Peccato non sappia che abbiamo duemila km in due giorni di camminate alle spalle ed il pass giornaliero per il bus. Morale della favola ci fa fare una sfacchinata, perdere un sacco di tempo e ci insegue pure! A metà strada ci sentiamo chiamare: ha fatto due origami per noi. Che carina.
Prendiamo comunque l'autobus per l'ultimo tratto e finalmente arriviamo al castello, un complesso fortificato eretto nel 1601 dal primo shogun del periodo Edo, Tokugawa Ieyasu, lo stratega che ispirò il personaggio di Toranaga nel mio libro preferito, "Shogun" di James Clavell. Fu residenza e simbolo della potenza dello shogunato per quasi 270 anni fin quando nel 1867 l'ultimo della dinastia Tokugawa si dimise al cospetto dell'imperatore. Oggi è nella lista dei Patrimoni dell'umanità dell'UNESCO.
E' impossibile non fare un confronto con il palazzo imperiale appena visitato e non notare che si tratta sorprendentemente di una dimora molto più sfarzosa della prima, quasi ad indicare che la potenza dello shogun, il signore della guerra fosse superiore a quella dell'imperatore. E' circondato da un fossato imponente ed anche qui all'interno delle mura si trova un insieme di più costruzioni, la più importante delle quali, chiamata Ninomaru, è composta da sei edifici separati, collegati tra loro e disposti in diagonale.

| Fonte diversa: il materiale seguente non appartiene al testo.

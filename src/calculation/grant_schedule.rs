//! Grant schedule calculation.
//!
//! Grant dates follow `join + initial_grant_after_months`, then every
//! `cycle_months`. Every date is computed directly from the join date, so a
//! month-end join (e.g. 31 August) clamps to shorter months without drifting
//! in later cycles.

use chrono::{Datelike, Months, NaiveDate};
use rust_decimal::Decimal;

use crate::config::AccrualPolicy;

/// Average days per year used for tenure.
pub const DAYS_PER_YEAR: Decimal = Decimal::from_parts(36525, 0, 0, false, 2);

const HALF_YEAR: Decimal = Decimal::from_parts(5, 0, 0, false, 1);

/// Returns the grant date with the given zero-based index.
///
/// `None` only if the date overflows the calendar.
pub fn grant_date_at(join_date: NaiveDate, policy: &AccrualPolicy, index: u32) -> Option<NaiveDate> {
    let rule = &policy.baseline_rule;
    let months = index
        .checked_mul(rule.cycle_months)?
        .checked_add(rule.initial_grant_after_months)?;
    join_date.checked_add_months(Months::new(months))
}

/// Returns the first grant date of an employee.
pub fn first_grant_date(join_date: NaiveDate, policy: &AccrualPolicy) -> Option<NaiveDate> {
    grant_date_at(join_date, policy, 0)
}

/// Returns the index of the latest grant date on or before `reference`.
///
/// `None` if the employee has not reached the first grant.
pub fn grant_index_on_or_before(
    join_date: NaiveDate,
    policy: &AccrualPolicy,
    reference: NaiveDate,
) -> Option<u32> {
    let first = first_grant_date(join_date, policy)?;
    if reference < first {
        return None;
    }

    // Estimate from whole calendar months, then correct for day-of-month.
    let months_since_first = (reference.year() - first.year()) * 12
        + reference.month() as i32
        - first.month() as i32;
    let cycle = policy.baseline_rule.cycle_months.max(1);
    let mut index = u32::try_from(months_since_first.max(0)).ok()? / cycle;

    while index > 0 && grant_date_at(join_date, policy, index).is_none_or(|d| d > reference) {
        index -= 1;
    }
    loop {
        match grant_date_at(join_date, policy, index + 1) {
            Some(next) if next <= reference => index += 1,
            _ => break,
        }
    }

    Some(index)
}

/// Returns the latest grant date on or before `reference`.
///
/// # Example
///
/// ```
/// use leave_ledger::calculation::previous_grant_date;
/// # use leave_ledger::config::ConfigLoader;
/// use chrono::NaiveDate;
///
/// # let policy = ConfigLoader::load("./config/leave_policy").unwrap().active_policy().unwrap();
/// let join = NaiveDate::from_ymd_opt(2023, 4, 1).unwrap();
/// let reference = NaiveDate::from_ymd_opt(2024, 3, 15).unwrap();
/// assert_eq!(
///     previous_grant_date(join, &policy, reference),
///     NaiveDate::from_ymd_opt(2023, 10, 1)
/// );
/// ```
pub fn previous_grant_date(
    join_date: NaiveDate,
    policy: &AccrualPolicy,
    reference: NaiveDate,
) -> Option<NaiveDate> {
    let index = grant_index_on_or_before(join_date, policy, reference)?;
    grant_date_at(join_date, policy, index)
}

/// Returns the earliest grant date strictly after `reference`.
pub fn next_grant_date(
    join_date: NaiveDate,
    policy: &AccrualPolicy,
    reference: NaiveDate,
) -> Option<NaiveDate> {
    match grant_index_on_or_before(join_date, policy, reference) {
        Some(index) => grant_date_at(join_date, policy, index.checked_add(1)?),
        None => first_grant_date(join_date, policy),
    }
}

/// Returns every grant date on or before `reference`, oldest first.
pub fn grant_dates_up_to(
    join_date: NaiveDate,
    policy: &AccrualPolicy,
    reference: NaiveDate,
) -> Vec<NaiveDate> {
    let Some(last) = grant_index_on_or_before(join_date, policy, reference) else {
        return Vec::new();
    };
    (0..=last)
        .filter_map(|index| grant_date_at(join_date, policy, index))
        .collect()
}

/// Returns the expiry date of a lot granted on `grant_date`.
pub fn expiry_date_for(grant_date: NaiveDate, policy: &AccrualPolicy) -> Option<NaiveDate> {
    let months = policy.expiry_rule.years.checked_mul(12)?;
    grant_date.checked_add_months(Months::new(months))
}

/// Snaps a fractional tenure to its half-year table step (0.5, 1.5, ...).
///
/// # Example
///
/// ```
/// use leave_ledger::calculation::snap_to_half_year;
/// use rust_decimal::Decimal;
/// use std::str::FromStr;
///
/// let tenure = Decimal::from_str("1.5003").unwrap();
/// assert_eq!(snap_to_half_year(tenure), Decimal::from_str("1.5").unwrap());
/// ```
pub fn snap_to_half_year(tenure: Decimal) -> Decimal {
    tenure.max(Decimal::ZERO).floor() + HALF_YEAR
}

/// Tenure at `on_date`: elapsed days since joining over 365.25, snapped to
/// the half-year step.
pub fn tenure_years_at(join_date: NaiveDate, on_date: NaiveDate) -> Decimal {
    let elapsed_days = (on_date - join_date).num_days();
    snap_to_half_year(Decimal::from(elapsed_days) / DAYS_PER_YEAR)
}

Ed è uno spettacolo: all'interno è possibile visitare numerose stanze e come a Himeji, bisogna togliersi le scarpe. Una caratteristica molto famosa del corridoio che conduce alle diverse sale sono i "pavimenti dell'usignolo", progettati per volere di Tokugawa Ieyasu per produrre un particolare scricchiolio se calpestati, in maniera che segnalassero alle guardie la presenza di intrusi notturni, in particolare dei silenziosi ninja. Gli interni, sfortunatamente non fotografabili sono assolutamente straordinari, completamente decorati in foglia d'oro dal celebre pittore Tanyu Kano, mentre all'esterno ci si affaccia su un magnifico parco.
Ritorniamo a Gion, questa volta provando ad allontanarci dalla via principale ed inoltrandoci nei vicoli secondari che sono anche molto più belli. Incrociamo addirittura due tour guidati che con tanto di pila sono in cerca di geishe, ma niente da fare, io sono affamata ed esausta, andiamo a mangiare, ci riproveremo domani sera.
Troviamo un posticino carino tra Pontocho (dopo un tentativo di avvistare qualche geisha anche li) e il nostro hotel, che cucina teppanyaki, cioè alla piastra.
Ordiniamo di tutto: due diversi tipi di yakisoba, gli spaghetti saltati, gli okonomiyaki che già conosciamo e naturalmente il sakè!
Qui ogni singolo tavolino ha la sua piastra, una volta ordinato il cuoco arriva e cucina direttamente sul teppan dei commensali, cosa che trovo veramente molto carina e caratteristica. Sarà lo sbrano, ma è veramente tutto molto buono, anche se ad essere sincera l'okonomiyaki di Hiroshima era migliore, cosa che non mi stupisce molto sapendo che si tratta di una specialità tipica di quella zona.
Torniamo all'albergo, la giornata è stata intensa e domani ci sono tante altre cose da vedere.